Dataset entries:
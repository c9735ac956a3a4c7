use std::io::{BufRead, Write};

use pcc_decoder::{DecodeError, PlyReader, Value};
use pcc_encoder::PlyWriter;
use pcc_types::HeaderLine;
use pcc_wire::Encoding;

use crate::binding::{ElementBinding, ElementKind, PropertyBinding, Role, bind};
use crate::codec::{RecordVisitor, stream_records};
use crate::config::{FilterMode, TranscodeConfig};
use crate::error::DriverError;
use crate::filter::{ContainmentFilter, Verdict};
use crate::mesh::{BoundaryShape, MeshAccumulator};
use crate::oracle::{ContainmentOracle, RayCastOracle};

/// Record counts for one element of a finished pass.
#[derive(Clone, Debug, PartialEq, Eq)]
pub struct ElementReport {
    pub name: String,
    /// Count declared in the input header.
    pub declared: u64,
    /// Records written unchanged to the output.
    pub written: u64,
}

/// Summary of a finished [`Transcoder::convert`] or
/// [`Transcoder::clean`] pass.
#[derive(Clone, Debug, PartialEq, Eq)]
pub struct TranscodeReport {
    pub input_encoding: Encoding,
    pub output_encoding: Encoding,
    pub elements: Vec<ElementReport>,
    pub vertices_kept: u64,
    pub vertices_removed: u64,
    pub bytes_written: u64,
}

/// A transcoding session.
///
/// All per-pass state lives in locals of each call, so one `Transcoder`
/// can run any number of passes, and independent transcoders never
/// share anything.
///
/// ```text
///   boundary.ply ──▶ load_boundary() ──▶ BoundaryShape
///                                             │
///   input.ply ─────▶ clean() ◀────────────────┘ ──▶ output.ply
///
///   input.ply ─────▶ convert() ───────────────────▶ output.ply
/// ```
///
/// Header lines are written as soon as they are read, except in
/// [`FilterMode::Drop`], where output is held back until the vertex
/// element has been filtered so its count can be corrected.
pub struct Transcoder {
    config: TranscodeConfig,
    oracle: Box<dyn ContainmentOracle>,
}

impl Transcoder {
    /// Create a transcoder using [`RayCastOracle`] for containment.
    #[must_use]
    pub fn new(config: TranscodeConfig) -> Self {
        Self {
            config,
            oracle: Box::new(RayCastOracle),
        }
    }

    /// Replace the containment oracle.
    #[must_use]
    pub fn with_oracle(mut self, oracle: Box<dyn ContainmentOracle>) -> Self {
        self.oracle = oracle;
        self
    }

    #[must_use]
    pub fn config(&self) -> &TranscodeConfig {
        &self.config
    }

    /// Read a boundary mesh. Nothing is written anywhere.
    ///
    /// # Errors
    ///
    /// - [`DriverError::Decode`] for malformed input.
    /// - [`DriverError::MissingElement`] / [`DriverError::MissingCoordinate`]
    ///   if the input has no usable vertex or face element.
    /// - Any mesh validation error from [`MeshAccumulator`].
    pub fn load_boundary<R: BufRead>(&self, input: R) -> Result<BoundaryShape, DriverError> {
        let name = &self.config.boundary_name;
        let mut reader = PlyReader::new(input).with_input_name(name.as_str());
        let elements = bind(reader.read_header()?);

        let vertex = elements
            .iter()
            .find(|e| e.kind == ElementKind::Vertex)
            .ok_or_else(|| DriverError::MissingElement {
                input: name.clone(),
                element: "vertex",
            })?;
        if let Some(axis) = vertex.missing_axes().next() {
            return Err(DriverError::MissingCoordinate {
                input: name.clone(),
                axis,
            });
        }
        if !elements.iter().any(ElementBinding::has_face_list) {
            return Err(DriverError::MissingElement {
                input: name.clone(),
                element: "face",
            });
        }

        let mut mesh = MeshAccumulator::new(self.config.face_arity);
        stream_records(&mut reader, &elements, &mut mesh)?;
        let shape = mesh.finish()?;
        tracing::info!(
            input = %name,
            vertices = shape.vertices().len(),
            triangles = shape.triangles().len(),
            "boundary loaded"
        );
        Ok(shape)
    }

    /// Transcode `input` to `output` without filtering.
    ///
    /// # Errors
    ///
    /// Returns [`DriverError::Decode`] or [`DriverError::Encode`] if the
    /// pass cannot complete. Records are streamed, so on error `output`
    /// may already hold a prefix of the result; callers writing to a file
    /// should stage it and discard it on failure.
    pub fn convert<R: BufRead, W: Write>(
        &self,
        input: R,
        output: W,
    ) -> Result<TranscodeReport, DriverError> {
        self.run(input, output, None)
    }

    /// Transcode `input` to `output`, removing vertices outside `shape`.
    ///
    /// Other elements pass through unchanged; face indices are not
    /// renumbered.
    ///
    /// # Errors
    ///
    /// As [`convert`](Self::convert), plus
    /// [`DriverError::MissingCoordinate`] if the vertex element lacks
    /// `x`, `y` or `z`. As with `convert`, `output` may hold a partial
    /// result on error.
    pub fn clean<R: BufRead, W: Write>(
        &self,
        input: R,
        output: W,
        shape: &BoundaryShape,
    ) -> Result<TranscodeReport, DriverError> {
        self.run(input, output, Some(shape))
    }

    fn run<R: BufRead, W: Write>(
        &self,
        input: R,
        output: W,
        shape: Option<&BoundaryShape>,
    ) -> Result<TranscodeReport, DriverError> {
        let name = &self.config.input_name;
        let mut reader = PlyReader::new(input).with_input_name(name.as_str());

        // Lines before `format` wait until the output encoding is known.
        let mut pending = Vec::new();
        let (input_encoding, version) = loop {
            match reader.next_header_line()? {
                Some(HeaderLine::Format { encoding, version }) => break (encoding, version),
                Some(line) => pending.push(line),
                None => return Err(DecodeError::HeaderIncomplete.into()),
            }
        };
        let output_encoding = self.config.output.resolve(input_encoding);
        tracing::debug!(
            input = %name,
            from = %input_encoding,
            to = %output_encoding,
            filtering = shape.is_some(),
            "transcoding"
        );

        let mut writer = PlyWriter::new(output, output_encoding);
        if shape.is_some() && self.config.filter == FilterMode::Drop {
            writer.defer();
        }
        for line in &pending {
            writer.write_header_line(line)?;
        }
        writer.write_header_line(&HeaderLine::Format {
            encoding: output_encoding,
            version,
        })?;
        while let Some(line) = reader.next_header_line()? {
            writer.write_header_line(&line)?;
        }

        let header = reader.header().ok_or(DecodeError::HeaderIncomplete)?;
        let elements = bind(header);

        let filter = match shape {
            Some(shape) => {
                match elements.iter().find(|e| e.kind == ElementKind::Vertex) {
                    Some(vertex) => {
                        if let Some(axis) = vertex.missing_axes().next() {
                            return Err(DriverError::MissingCoordinate {
                                input: name.clone(),
                                axis,
                            });
                        }
                    }
                    None => tracing::warn!("{name}: no vertex element, nothing to filter"),
                }
                Some(ContainmentFilter::new(shape, self.oracle.as_ref()))
            }
            None => None,
        };

        let mut emitter = Emitter {
            writer,
            filter,
            mode: self.config.filter,
            sentinel: &self.config.sentinel,
            written: 0,
            counts: Vec::with_capacity(elements.len()),
        };
        stream_records(&mut reader, &elements, &mut emitter)?;

        let Emitter {
            mut writer,
            filter,
            counts,
            ..
        } = emitter;
        writer.release()?;
        let bytes_written = writer.bytes_written();
        writer.finish()?;

        let reports: Vec<ElementReport> = elements
            .iter()
            .zip(counts)
            .map(|(element, written)| ElementReport {
                name: element.name.clone(),
                declared: element.count,
                written,
            })
            .collect();
        let (vertices_kept, vertices_removed) = match &filter {
            Some(filter) => (filter.kept(), filter.removed()),
            None => (
                reports
                    .iter()
                    .find(|r| r.name == "vertex")
                    .map_or(0, |r| r.written),
                0,
            ),
        };

        tracing::debug!(input = %name, bytes_written, vertices_kept, vertices_removed, "pass complete");
        Ok(TranscodeReport {
            input_encoding,
            output_encoding,
            elements: reports,
            vertices_kept,
            vertices_removed,
            bytes_written,
        })
    }
}

/// Main-pass consumer: re-encodes every decoded value and applies the
/// containment filter to vertex records.
struct Emitter<'a, W: Write> {
    writer: PlyWriter<W>,
    filter: Option<ContainmentFilter<'a>>,
    mode: FilterMode,
    sentinel: &'a str,
    /// Records of the current element written so far.
    written: u64,
    /// Written records per finished element.
    counts: Vec<u64>,
}

impl<W: Write> RecordVisitor for Emitter<'_, W> {
    fn begin_record(&mut self, _element: &ElementBinding, _record: u64) -> Result<(), DriverError> {
        self.writer.begin_record();
        Ok(())
    }

    fn scalar(&mut self, property: &PropertyBinding, value: Value<'_>) -> Result<(), DriverError> {
        if let (Role::Coordinate(axis), Some(filter)) = (property.role, &mut self.filter) {
            filter.stage(axis, value.scalar.to_f64());
        }
        self.writer.write_scalar(value.scalar, value.token)?;
        Ok(())
    }

    fn list_begin(&mut self, _property: &PropertyBinding, count: Value<'_>) -> Result<(), DriverError> {
        self.writer.write_scalar(count.scalar, count.token)?;
        Ok(())
    }

    fn list_element(&mut self, _property: &PropertyBinding, value: Value<'_>) -> Result<(), DriverError> {
        self.writer.write_scalar(value.scalar, value.token)?;
        Ok(())
    }

    fn end_record(&mut self, element: &ElementBinding, _record: u64) -> Result<(), DriverError> {
        let verdict = match (&mut self.filter, element.kind) {
            (Some(filter), ElementKind::Vertex) => filter.decide(),
            _ => Verdict::Keep,
        };
        match (verdict, self.mode) {
            (Verdict::Keep, _) => {
                self.writer.end_record()?;
                self.written += 1;
            }
            (Verdict::Reject, FilterMode::Drop) => self.writer.discard_record(),
            (Verdict::Reject, FilterMode::Sentinel) => self.writer.write_sentinel(self.sentinel)?,
        }
        Ok(())
    }

    fn end_element(&mut self, element: &ElementBinding) -> Result<(), DriverError> {
        if element.kind == ElementKind::Vertex && self.writer.is_deferred() {
            self.writer.set_element_count(&element.name, self.written)?;
            self.writer.release()?;
        }
        self.counts.push(std::mem::take(&mut self.written));
        Ok(())
    }
}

What you need to do >> Report the total of lines above containing the string "MeshAccumulator", and write nothing besides it.

Solution for this exercise >> 3